De welvaartstheorie beschouwt congestiekosten als externe kosten die leiden tot een verlies aan welvaart. De extra kosten die één weggebruiker veroorzaakt bij de ander (het wordt drukker), noemen we marginale congestiekosten. Daarom zijn het externe kosten; ze leiden tot inefficiënties en eventueel tot ingrijpen van de overheid.
Als de marginale kosten 0 zijn, kan de provincie een rpijs vragen voor de aangeboden dienst.
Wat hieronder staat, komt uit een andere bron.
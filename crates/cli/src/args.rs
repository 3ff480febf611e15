//! CLI argument definitions and parsing.
//!
//! Non-responsibilities:
//! - Does not read environment variables; `shortcuts-config` owns those so an
//!   unrecognized `KEY_LAYOUT` can fall back to the prompt instead of failing.

use std::path::PathBuf;

use clap::Parser;
use shortcuts_config::KeyboardLayout;

#[derive(Parser)]
#[command(name = "gnome-shortcuts")]
#[command(
    about = "List the GNOME keyboard shortcuts that actually take effect",
    long_about = None
)]
#[command(version)]
#[command(
    after_help = "Examples:\n  gnome-shortcuts --layout pc\n  KEY_LAYOUT=mac gnome-shortcuts\n  gnome-shortcuts --layout chrome --output json\n  gnome-shortcuts --schema-dir ~/.local/share/glib-2.0/schemas\n"
)]
pub struct Cli {
    /// Keyboard layout used for modifier labels (apple, pc, chrome).
    ///
    /// Falls back to KEY_LAYOUT, then to an interactive menu.
    #[arg(short, long, value_name = "LAYOUT")]
    pub layout: Option<KeyboardLayout>,

    /// Output format (table, json)
    #[arg(short, long, default_value = "table")]
    pub output: String,

    /// Seconds to wait for the settings dump (1-60)
    #[arg(long, value_name = "SECS")]
    pub timeout: Option<u64>,

    /// Path to the gsettings executable
    #[arg(long, value_name = "PATH")]
    pub gsettings_bin: Option<PathBuf>,

    /// Extra directory searched for *.gschema.xml files before the defaults.
    ///
    /// May be given more than once.
    #[arg(long, value_name = "DIR")]
    pub schema_dir: Vec<PathBuf>,
}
De provincie handelt als monopolist die zijn marktmacht gebruikt om surplus naar zich toe te trekken. Welvaartstheoretisch is er geen reden tot tolheffing; heffing werkt als een indirecte belasting die de welvaart vermindert. Dit is anders bij congestie.
Kilometerheffing: Alle auto's krijgen een apparaatje dat via een satelliet elke gereden kilometer telt, waar heffing voor wordt gerekend. Deze kan verschillen naar tijd en naar plaats (spits hoger dan tijdens de daluren). Met het invoeren van de kmheffing worden andere belastingen afgeschaft: de BPM (belasting van peronenauto's en motorrijwielen); deze wordt betaald bij aanschaf van een nieuw voertuig en kan oplopen tot 42% (!) van de aanschafprijs. Ook worden de kosten van autogebruik variabel. Voorstanders van de kmheffing verwachten dat automobilisten een prikkel heben om hun keuzegedrag te veranderen (meer fietsen!).

Maak natuurlijk allemaal leuk jullie opdrachtjes!